→ **EXERCISE**:
Could you write out the opening lines of the data, word for word, stopping after the line that contains "0 is a wall."?

---------- DATA TO EXAMINE

use crate::error::Result;
use crate::grid::Grid;
use crate::material::{is_wall, TerrainLevel};
use tracing::debug;

/// Count wall cells whose terrain is at or below `threshold`.
///
/// A cell counts when `walls[cell] > 0` and `terrain[cell] <= threshold`.
/// Both grids are only read. A threshold below [`TerrainLevel::WEAKEST`]
/// always yields 0; one at or above [`TerrainLevel::STRONGEST`] counts every
/// wall.
///
/// Fails with a shape-mismatch error before counting if the grids differ in
/// shape.
pub fn count_unstable(walls: &Grid, terrain: &Grid, threshold: i8) -> Result<usize> {
    walls.ensure_same_shape(terrain)?;

    let count = walls
        .cells()
        .iter()
        .zip(terrain.cells())
        .filter(|&(&wall, &support)| is_wall(wall) && support <= threshold)
        .count();

    debug!(
        rows = walls.rows(),
        cols = walls.cols(),
        threshold,
        count,
        "counted unstable walls"
    );
    Ok(count)
}

/// [`count_unstable`] with the default threshold: the weakest terrain level
pub fn count_unstable_weakest(walls: &Grid, terrain: &Grid) -> Result<usize> {
    count_unstable(walls, terrain, TerrainLevel::WEAKEST.code())
}
/// Wall material stored in the walls grid.
/// Only presence matters to the analyzers: any code above 0 is a wall.
#[derive(Debug, Clone, Copy, PartialEq, Eq, Hash)]
#[repr(i8)]
pub enum WallMaterial {
    Empty = 0,
    Drywall = 1,
    Wood = 2,
    Stone = 3,
}

impl WallMaterial {
    pub fn code(self) -> i8 {
        self as i8
    }

    pub fn from_code(code: i8) -> Option<Self> {
        match code {
            0 => Some(WallMaterial::Empty),
            1 => Some(WallMaterial::Drywall),
            2 => Some(WallMaterial::Wood),
            3 => Some(WallMaterial::Stone),
            _ => None,
        }
    }
}

/// Check if a raw wall code means "a wall is present"
pub fn is_wall(code: i8) -> bool {
    code > WallMaterial::Empty.code()
}

/// Check if a raw wall code means "no wall"
pub fn is_empty(code: i8) -> bool {
    code == WallMaterial::Empty.code()
}

/// Terrain support under a cell, ordered from weakest to strongest.
///
/// Variant order matches code order, so the derived `Ord` agrees with
/// comparing raw codes.
#[derive(Debug, Clone, Copy, PartialEq, Eq, PartialOrd, Ord, Hash)]
#[repr(i8)]
pub enum TerrainLevel {
    Mud = 0,
    Dirt = 1,
    Stone = 2,
    Bedrock = 3,
}

impl TerrainLevel {
    pub const WEAKEST: TerrainLevel = TerrainLevel::Mud;
    pub const STRONGEST: TerrainLevel = TerrainLevel::Bedrock;
    pub const ALL: [TerrainLevel; 4] = [
        TerrainLevel::Mud,
        TerrainLevel::Dirt,
        TerrainLevel::Stone,
        TerrainLevel::Bedrock,
    ];

    pub fn code(self) -> i8 {
        self as i8
    }

    pub fn from_code(code: i8) -> Option<Self> {
        Self::ALL.into_iter().find(|level| level.code() == code)
    }

    pub fn name(self) -> &'static str {
        match self {
            TerrainLevel::Mud => "mud",
            TerrainLevel::Dirt => "dirt",
            TerrainLevel::Stone => "stone",
            TerrainLevel::Bedrock => "bedrock",
        }
    }
}
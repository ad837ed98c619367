use std::sync::Once;
use tracing_subscriber::{fmt, prelude::*, EnvFilter};

pub const LOG_ENV: &str = "WALLSCAN_LOG";

static INIT: Once = Once::new();

/// Install the stderr subscriber.
///
/// `WALLSCAN_LOG` (e.g. `WALLSCAN_LOG=wallscan::loader=debug`) wins over
/// `fallback_filter`. Only the first call has any effect.
pub fn init_tracing(fallback_filter: &str) {
    INIT.call_once(|| {
        let filter = EnvFilter::try_from_env(LOG_ENV)
            .or_else(|_| EnvFilter::try_new(fallback_filter))
            .unwrap_or_else(|_| EnvFilter::new("wallscan=info"));

        tracing_subscriber::registry()
            .with(fmt::layer().with_writer(std::io::stderr).with_target(true))
            .with(filter)
            .init();
    });
}
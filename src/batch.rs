use crate::error::Result;
use crate::grid::{Cell, Grid};
use crate::leak::flood_size;
use crate::material::TerrainLevel;
use crate::stability::count_unstable;
use rayon::prelude::*;
use serde::{Deserialize, Serialize};

/// Unstable wall count at one terrain threshold
#[derive(Debug, Clone, PartialEq, Eq, Serialize, Deserialize)]
pub struct ThresholdCount {
    pub threshold: i8,
    pub level: String,
    pub unstable_walls: usize,
}

/// Count unstable walls at every terrain level, in parallel.
/// Results are ordered weakest to strongest.
pub fn sweep_thresholds(walls: &Grid, terrain: &Grid) -> Result<Vec<ThresholdCount>> {
    walls.ensure_same_shape(terrain)?;

    TerrainLevel::ALL[..]
        .par_iter()
        .map(|&level| {
            count_unstable(walls, terrain, level.code()).map(|unstable_walls| ThresholdCount {
                threshold: level.code(),
                level: level.name().to_string(),
                unstable_walls,
            })
        })
        .collect()
}

/// Flood from each origin in parallel; result `i` belongs to `origins[i]`
pub fn flood_sizes(walls: &Grid, origins: &[Cell]) -> Vec<Result<usize>> {
    origins
        .par_iter()
        .map(|&origin| flood_size(walls, origin))
        .collect()
}
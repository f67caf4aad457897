//! Closed error taxonomy shared by every pipeline stage.

use serde::Serialize;

/// Tag identifying what went wrong, independent of which stage raised it.
///
/// Every module error maps onto exactly one kind via its `kind()` method, so callers
/// can branch on the failure without matching each module's enum. None of these are
/// retryable.
#[derive(Debug, Clone, Copy, PartialEq, Eq, Hash, Serialize)]
#[serde(rename_all = "snake_case")]
pub enum ErrorKind {
    /// Zero-byte payload or a PDF with no pages.
    EmptyDocument,
    /// Payload larger than the configured maximum.
    OversizedDocument,
    /// Parsed fine but yielded no usable text (e.g. scanned image PDF).
    NoReadableText,
    /// The parser or decoder failed outright.
    ExtractionFailed,
    /// Normalization or embedding received empty text.
    EmptyInput,
    /// The embedding model did not load at startup.
    ModelUnavailable,
    /// The model failed while encoding valid text.
    EmbeddingFailed,
}

impl ErrorKind {
    /// Returns the stable snake_case name of this kind.
    pub fn as_str(&self) -> &'static str {
        match self {
            ErrorKind::EmptyDocument => "empty_document",
            ErrorKind::OversizedDocument => "oversized_document",
            ErrorKind::NoReadableText => "no_readable_text",
            ErrorKind::ExtractionFailed => "extraction_failed",
            ErrorKind::EmptyInput => "empty_input",
            ErrorKind::ModelUnavailable => "model_unavailable",
            ErrorKind::EmbeddingFailed => "embedding_failed",
        }
    }
}

impl std::fmt::Display for ErrorKind {
    fn fmt(&self, f: &mut std::fmt::Formatter<'_>) -> std::fmt::Result {
        f.write_str(self.as_str())
    }
}
use serde::Serialize;

use crate::document::{DocumentKind, ExtractedText, NormalizedText};
use crate::scoring::{MatchTier, SimilarityScore};

/// Settings that shape the result but not the score.
#[derive(Debug, Clone, Copy, PartialEq, Eq)]
pub struct ReportConfig {
    pub min_word_count: usize,
    pub min_char_count: usize,
    pub preview_char_limit: usize,
}

impl Default for ReportConfig {
    fn default() -> Self {
        use crate::constants::{
            DEFAULT_MIN_CHAR_COUNT, DEFAULT_MIN_WORD_COUNT, DEFAULT_PREVIEW_CHAR_LIMIT,
        };

        Self {
            min_word_count: DEFAULT_MIN_WORD_COUNT,
            min_char_count: DEFAULT_MIN_CHAR_COUNT,
            preview_char_limit: DEFAULT_PREVIEW_CHAR_LIMIT,
        }
    }
}

/// Non-fatal content problems surfaced alongside the score.
#[derive(Debug, Clone, PartialEq, Eq, Serialize)]
#[serde(tag = "type", rename_all = "snake_case")]
pub enum ContentWarning {
    /// The resume yielded very little text; it is probably an image-only PDF.
    LikelyScanned { char_count: usize, minimum: usize },
    /// A document has fewer words than recommended for a meaningful comparison.
    LowWordCount {
        document: DocumentKind,
        word_count: usize,
        minimum: usize,
    },
}

impl ContentWarning {
    pub fn document(&self) -> DocumentKind {
        match self {
            ContentWarning::LikelyScanned { .. } => DocumentKind::Resume,
            ContentWarning::LowWordCount { document, .. } => *document,
        }
    }
}

impl std::fmt::Display for ContentWarning {
    fn fmt(&self, f: &mut std::fmt::Formatter<'_>) -> std::fmt::Result {
        match self {
            ContentWarning::LikelyScanned { char_count, .. } => write!(
                f,
                "resume contains very little text ({char_count} characters); it may be a scanned image"
            ),
            ContentWarning::LowWordCount {
                document,
                word_count,
                minimum,
            } => write!(
                f,
                "{document} contains very few words ({word_count}); minimum recommended: {minimum}"
            ),
        }
    }
}

/// Size of one document at the extraction and normalization stages.
#[derive(Debug, Clone, Copy, PartialEq, Eq, Serialize)]
pub struct TextStats {
    /// Characters of the extracted text after trimming.
    pub char_count: usize,
    /// Words in the normalized text.
    pub word_count: usize,
}

impl TextStats {
    pub fn measure(extracted: &ExtractedText, normalized: &NormalizedText) -> Self {
        Self {
            char_count: extracted.trimmed_char_count(),
            word_count: normalized.word_count(),
        }
    }
}

/// Everything produced by a successful evaluation.
#[derive(Debug, Clone, Serialize)]
pub struct EvaluationResult {
    pub score: SimilarityScore,
    pub tier: MatchTier,
    pub resume_text: ExtractedText,
    pub job_description_text: ExtractedText,
    pub resume_stats: TextStats,
    pub job_description_stats: TextStats,
    pub warnings: Vec<ContentWarning>,
    pub resume_preview: String,
    pub job_description_preview: String,
}

impl EvaluationResult {
    pub fn feedback(&self) -> &'static str {
        self.tier.feedback()
    }

    pub fn has_warnings(&self) -> bool {
        !self.warnings.is_empty()
    }
}
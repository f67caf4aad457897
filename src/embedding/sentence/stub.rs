use crate::embedding::types::l2_normalize;

/// Deterministic bag-of-words embedding via feature hashing.
///
/// Each word adds one to its hashed bucket, so texts sharing words land on shared
/// buckets and overlap still raises cosine similarity without a model. Counts never
/// cancel, so any text with at least one word has a non-zero norm. Identical input
/// always yields an identical vector.
pub(crate) fn hashed_embedding(text: &str, dim: usize) -> Vec<f32> {
    let mut values = vec![0.0f32; dim];

    for token in text.split_whitespace() {
        let hash = blake3::hash(token.as_bytes());

        let mut bucket_bytes = [0u8; 8];
        bucket_bytes.copy_from_slice(&hash.as_bytes()[..8]);
        let bucket = (u64::from_le_bytes(bucket_bytes) % dim as u64) as usize;

        values[bucket] += 1.0;
    }

    l2_normalize(&mut values);
    values
}
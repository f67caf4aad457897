//! Scripted PDF parser for tests.

use std::sync::Arc;
use std::sync::atomic::{AtomicUsize, Ordering};

use super::error::ExtractionError;
use super::pdf::{PageText, PdfParser};

#[derive(Debug, Clone)]
enum MockOutcome {
    Pages(Vec<Option<String>>),
    Fail(String),
}

/// [`PdfParser`] that ignores the payload and returns preset pages.
#[derive(Debug, Clone)]
pub struct MockPdfParser {
    outcome: MockOutcome,
    calls: Arc<AtomicUsize>,
}

impl MockPdfParser {
    /// Every call yields these page texts, numbered from 1.
    pub fn with_pages<I, S>(pages: I) -> Self
    where
        I: IntoIterator<Item = Option<S>>,
        S: Into<String>,
    {
        Self {
            outcome: MockOutcome::Pages(pages.into_iter().map(|p| p.map(Into::into)).collect()),
            calls: Arc::new(AtomicUsize::new(0)),
        }
    }

    /// Single page containing `text`.
    pub fn with_text(text: impl Into<String>) -> Self {
        Self::with_pages([Some(text.into())])
    }

    /// Every call fails as a corrupt file would.
    pub fn failing(reason: impl Into<String>) -> Self {
        Self {
            outcome: MockOutcome::Fail(reason.into()),
            calls: Arc::new(AtomicUsize::new(0)),
        }
    }

    /// Number of times [`PdfParser::pages`] was invoked.
    pub fn calls(&self) -> usize {
        self.calls.load(Ordering::SeqCst)
    }
}

impl PdfParser for MockPdfParser {
    fn pages(&self, _bytes: &[u8]) -> Result<Vec<PageText>, ExtractionError> {
        self.calls.fetch_add(1, Ordering::SeqCst);
        match &self.outcome {
            MockOutcome::Pages(pages) => Ok(pages
                .iter()
                .enumerate()
                .map(|(i, text)| PageText::new(i as u32 + 1, text.clone()))
                .collect()),
            MockOutcome::Fail(reason) => Err(ExtractionError::ExtractionFailed {
                reason: reason.clone(),
            }),
        }
    }
}
//! Resume / job description matching library (used by the CLI and integration tests).
//!
//! A resume (PDF) and a job description (plain text) go through
//! extraction → normalization → embedding → cosine scoring → tier classification.
//!
//! # Public API Surface
//!
//! ## Entry point
//! - [`MatchPipeline`] - runs a full evaluation and returns an [`EvaluationResult`]
//!   or the first [`PipelineError`]
//! - [`Config`], [`ConfigError`] - environment-backed settings
//!
//! ## Stages
//! - [`TextExtractor`], [`PdfParser`], [`LopdfParser`] - PDF and plain-text extraction
//! - [`normalize`] - text cleaning
//! - [`SentenceEmbedder`], [`EmbedderConfig`] - sentence embeddings
//! - [`score`], [`classify`], [`MatchTier`] - similarity and tiers
//!
//! ## Errors
//! Each stage has its own error type; all of them map onto the closed [`ErrorKind`].
//!
//! ## Test/Mock Support
//! Mock implementations are available behind `#[cfg(any(test, feature = "mock"))]`.

pub mod config;
pub mod constants;
pub mod document;
pub mod embedding;
pub mod error;
pub mod extraction;
pub mod normalize;
pub mod pipeline;
pub mod scoring;

pub use config::{Config, ConfigError};
pub use document::{Document, DocumentKind, ExtractedText, NormalizedText, preview};
pub use embedding::{EmbedderConfig, Embedding, EmbeddingError, SentenceEmbedder};
pub use error::ErrorKind;
#[cfg(any(test, feature = "mock"))]
pub use extraction::MockPdfParser;
pub use extraction::{
    ExtractionConfig, ExtractionError, LopdfParser, PageText, PdfParser, TextEncoding,
    TextExtractor,
};
pub use normalize::{NormalizeError, normalize};
pub use pipeline::{
    ContentWarning, EvaluationResult, MatchPipeline, PipelineError, ReportConfig, Stage,
    TextStats,
};
pub use scoring::{
    MatchTier, ScoringError, SimilarityScore, Thresholds, classify, cosine_similarity, score,
};
//! Cross-cutting, shared constants.
//!
//! Module configs take their defaults from here so the CLI, [`Config`](crate::Config)
//! and the per-module configs cannot drift apart.

/// Largest accepted upload, in bytes (10 MiB).
pub const DEFAULT_MAX_DOCUMENT_BYTES: u64 = 10 * 1024 * 1024;

/// Pretrained sentence encoder loaded when no local model directory is configured.
pub const DEFAULT_MODEL_ID: &str = "sentence-transformers/all-MiniLM-L6-v2";

/// Output dimension of [`DEFAULT_MODEL_ID`].
pub const DEFAULT_EMBEDDING_DIM: usize = 384;

/// Token window used by the sentence-transformers packaging of MiniLM.
pub const DEFAULT_MAX_SEQ_LEN: usize = 256;

/// Scores at or above this percentage are a strong match.
pub const DEFAULT_STRONG_THRESHOLD: f64 = 70.0;

/// Scores at or above this percentage (and below strong) are a moderate match.
pub const DEFAULT_MODERATE_THRESHOLD: f64 = 50.0;

/// Word count below which a document is flagged as too short for a meaningful score.
pub const DEFAULT_MIN_WORD_COUNT: usize = 50;

/// Character count below which a resume PDF is flagged as a likely scanned image.
pub const DEFAULT_MIN_CHAR_COUNT: usize = 100;

/// Characters of extracted text shown in previews.
pub const DEFAULT_PREVIEW_CHAR_LIMIT: usize = 1000;

/// Suffix appended to truncated previews.
pub const PREVIEW_ELLIPSIS: &str = "...";
//! Similarity scoring and tier classification.
//!
//! [`score`] turns two embeddings into a percentage; [`classify`] buckets that
//! percentage into a [`MatchTier`].
//!
//! # Negative scores
//!
//! Cosine similarity lies in [-1, 1] and is **not** clamped before scaling. Sentence
//! embeddings of natural-language text are in practice positively correlated, so
//! scores land in [0, 100], but a pathological pair can come out slightly negative.
//! Such a score is returned as-is and classifies as [`MatchTier::Low`].

pub mod error;
pub mod scorer;
pub mod types;

#[cfg(test)]
mod tests;

pub use error::ScoringError;
pub use scorer::{classify, cosine_similarity, score};
pub use types::{MatchTier, SimilarityScore, Thresholds};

--------------------

→ **EXERCISE RESPONSE**:
use crate::error::Result;
use crate::grid::Grid;
use crate::material::{is_wall, TerrainLevel};
use tracing::debug;

/// Count wall cells whose terrain is at or below `threshold`.
///
/// A cell counts when `walls[cell] > 0` and `terrain[cell] <= threshold`.
/// Both grids are only read. A threshold below [`TerrainLevel::WEAKEST`]
/// always yields 0; one at or above [`TerrainLevel::STRONGEST`] counts every
/// wall.
///
/// Fails with a shape-mismatch error before counting if the grids differ in
/// shape.
pub fn count_unstable(walls: &Grid, terrain: &Grid, threshold: i8) -> Result<usize> {
    walls.ensure_same_shape(terrain)?;

    let count = walls
        .cells()
        .iter()
        .zip(terrain.cells())
        .filter(|&(&wall, &support)| is_wall(wall) && support <= threshold)
        .count();

    debug!(
        rows = walls.rows(),
        cols = walls.cols(),
        threshold,
        count,
        "counted unstable walls"
    );
    Ok(count)
}

/// [`count_unstable`] with the default threshold: the weakest terrain level
pub fn count_unstable_weakest(walls: &Grid, terrain: &Grid) -> Result<usize> {
    count_unstable(walls, terrain, TerrainLevel::WEAKEST.code())
}
/// Wall material stored in the walls grid.
/// Only presence matters to the analyzers: any code above 0 is a wall.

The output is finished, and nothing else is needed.